Your Digital Footprint - Information for Parents
A digital footprint is the trail of digital information we leave behind us when we do anything online – when we share things, search for things, join groups or buy things.
This footprint can be searched for and shared by people we know and people we don’t. One of the simplest ways people can discover their digital footprint is by searching for themselves using search engines such as Google, but this is by no means the most effective way of accessing your footprint.
Why does the digital footprint matter?
It is good to ensure that your child is mindful of how the things they share online could be discovered by friends, family, strangers, even their grandchildren in years to come! When it comes to applying for jobs or for University, the digital footprint matters as many organisations and Universities will do a digital footprint screening before considering you for a position.

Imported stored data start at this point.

//! Cache hierarchy manager: L1 -> L2 -> loader with promotion, compression,
//! pattern invalidation, and proactive warming.
//!
//! Failure semantics: any L1/L2 backend error is caught here, logged, and
//! treated as a miss: the read falls through to the next tier. Only a
//! loader (L3) failure propagates to the caller.

use crate::cache::codec::CacheCodec;
use crate::cache::entry::CacheEntry;
use crate::cache::l1::L1Cache;
use crate::cache::l2::DistributedCache;
use crate::cache::metrics::{CacheMetrics, MetricsRecorder};
use crate::cache::DataClass;
use crate::config::CacheConfig;
use crate::error::EngineResult;
use crate::workflow::storage::WorkflowStore;
use crate::workflow::types::{SortKey, WorkflowFilters};
use chrono::Utc;
use regex::Regex;
use serde::de::DeserializeOwned;
use serde::Serialize;
use std::cmp::Ordering as CmpOrdering;
use std::collections::BinaryHeap;
use std::future::Future;
use std::sync::atomic::{AtomicBool, Ordering};
use std::sync::Arc;
use std::time::{Duration, Instant};
use tokio::sync::{Mutex, RwLock};
use tokio_cron_scheduler::{Job, JobScheduler};

/// Ad hoc warming request, processed highest-priority-first
#[derive(Debug, Clone, PartialEq, Eq)]
pub struct PreloadRequest {
    pub class: DataClass,
    pub key: String,
    pub priority: u8,
}

impl Ord for PreloadRequest {
    fn cmp(&self, other: &Self) -> CmpOrdering {
        self.priority.cmp(&other.priority)
    }
}

impl PartialOrd for PreloadRequest {
    fn partial_cmp(&self, other: &Self) -> Option<CmpOrdering> {
        Some(self.cmp(other))
    }
}

/// Three-level cache hierarchy with an explicit lifecycle
///
/// Constructed once and shared; no ambient global state. `start()` registers
/// the recurring warming job, `flush()` drops L1, `shutdown()` stops the
/// warming scheduler.
pub struct CacheHierarchy {
    config: CacheConfig,
    l1: L1Cache,
    l2: Arc<dyn DistributedCache>,
    codec: Arc<dyn CacheCodec>,
    store: Arc<WorkflowStore>,
    metrics: MetricsRecorder,
    warming: AtomicBool,
    preload: Mutex<BinaryHeap<PreloadRequest>>,
    scheduler: RwLock<Option<JobScheduler>>,
}
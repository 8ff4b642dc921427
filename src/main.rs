use std::fs;
use std::io::Read;
use std::path::PathBuf;
use std::process::ExitCode;

use tracing_subscriber::EnvFilter;

use minuteplan::config::{self, AppConfig};
use minuteplan::export::{default_output_path, save_json, save_workbook};
use minuteplan::pipeline::{MinutesProcessor, OpenAiClient};

#[derive(Debug, Default)]
struct Args {
    input: Option<PathBuf>,
    output_dir: Option<PathBuf>,
    json_only: bool,
}

fn print_usage() {
    eprintln!(
        "Usage: {} [OPTIONS] [MINUTES_FILE]\n\n\
         Reads meeting-minutes text from MINUTES_FILE (or stdin) and writes a\n\
         structured project plan as JSON and as a spreadsheet.\n\n\
         Options:\n\
           -o, --output <DIR>   Output directory (default: MINUTES_OUTPUT_DIR or .)\n\
               --json-only      Skip the spreadsheet export\n\
           -h, --help           Show this help\n\n\
         The OpenAI API key is read from OPENAI_API_KEY.",
        config::APP_NAME
    );
}

fn parse_args() -> Result<Args, String> {
    let mut result = Args::default();
    let args: Vec<String> = std::env::args().collect();

    let mut i = 1;
    while i < args.len() {
        match args[i].as_str() {
            "--output" | "-o" => {
                i += 1;
                let dir = args.get(i).ok_or("--output requires a directory")?;
                result.output_dir = Some(PathBuf::from(dir));
            }
            "--json-only" => result.json_only = true,
            "--help" | "-h" => {
                print_usage();
                std::process::exit(0);
            }
            flag if flag.starts_with('-') => {
                return Err(format!("Unknown option: {flag}"));
            }
            path => {
                if result.input.is_some() {
                    return Err("More than one input file given".into());
                }
                result.input = Some(PathBuf::from(path));
            }
        }
        i += 1;
    }
    Ok(result)
}

fn read_input(args: &Args) -> std::io::Result<String> {
    match &args.input {
        Some(path) => fs::read_to_string(path),
        None => {
            let mut text = String::new();
            std::io::stdin().read_to_string(&mut text)?;
            Ok(text)
        }
    }
}

fn run(args: Args, config: AppConfig) -> Result<(), Box<dyn std::error::Error>> {
    let raw_text = read_input(&args)?;

    let client = OpenAiClient::new(
        &config.api_key,
        &config.base_url,
        &config.model,
        config.timeout_secs,
    )?;
    let processor = MinutesProcessor::new(Box::new(client));
    let extraction = processor.process(&raw_text)?;
    let minutes = &extraction.minutes;

    let output_dir = args.output_dir.unwrap_or(config.output_dir);
    fs::create_dir_all(&output_dir)?;

    let json_path = default_output_path(minutes, &output_dir, "json");
    save_json(minutes, &json_path)?;

    let workbook_path = if args.json_only {
        None
    } else {
        let path = default_output_path(minutes, &output_dir, "xlsx");
        save_workbook(minutes, &path)?;
        Some(path)
    };

    println!(
        "Meeting:   {}",
        minutes.meeting_title.as_deref().unwrap_or("(untitled)")
    );
    println!(
        "Date:      {}",
        minutes.meeting_date.as_deref().unwrap_or("(unknown)")
    );
    if !minutes.attendees.is_empty() {
        println!("Attendees: {}", minutes.attendees.join(", "));
    }
    if let Some(summary) = &minutes.summary {
        println!("Summary:   {summary}");
    }
    println!("Items:     {} extracted", minutes.items.len());
    if extraction.skipped_items > 0 {
        println!("           {} skipped as malformed", extraction.skipped_items);
    }
    println!("JSON:      {}", json_path.display());
    if let Some(path) = workbook_path {
        println!("Workbook:  {}", path.display());
    }
    Ok(())
}

fn main() -> ExitCode {
    tracing_subscriber::fmt()
        .with_env_filter(
            EnvFilter::try_from_default_env()
                .unwrap_or_else(|_| EnvFilter::new(config::default_log_filter())),
        )
        .init();

    let args = match parse_args() {
        Ok(args) => args,
        Err(message) => {
            eprintln!("{message}");
            print_usage();
            return ExitCode::FAILURE;
        }
    };

    match run(args, AppConfig::from_env()) {
        Ok(()) => ExitCode::SUCCESS,
        Err(e) => {
            eprintln!("Error: {e}");
            ExitCode::FAILURE
        }
    }
}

It is therefore important to ensure not only that embarrassing pictures or inappropriate comments aren’t easily discoverable, but that only content that reflects your child in a positive light is visible. This could be anything from a creative YouTube CV to an interesting photography blog they’ve developed.
Managing your child’s digital footprint
Once you and your child have searched for your footprints online, here’s how you can work with your child if you find information you don’t want to be visible online:
• Delete any content that features on your child’s online accounts eg. Their Facebook page, that they’re not happy with.
• Un-tag your child from any content they don’t want to be associated with (tagging is a way of identifying someone in a picture, video or comment on social media).
• Deactivate or delete any social media accounts or online profiles they’re signed up to but don’t want to use any more.
• Privacy settings on your child’s online accounts should be set to a standard you’re both happy with, to ensure you’re comfortable with who is seeing the content your child is posting.
• Private information such as your child’s home address, the school they go to, or their location should not be disclosed to people they don’t trust. Remind them of the importance of not sharing this information.
• Report any content that your child wants to be removed to the social networks themselves requesting that it gets deleted using the site’s reporting function.
• Talk to anyone directly who has posted content of your child and request that it is deleted (you may need to contact the webmaster if the content is hosted on a website).
• Gain control of your digital footprint by posting things online that you’d be happy for, or even encourage others to, discover.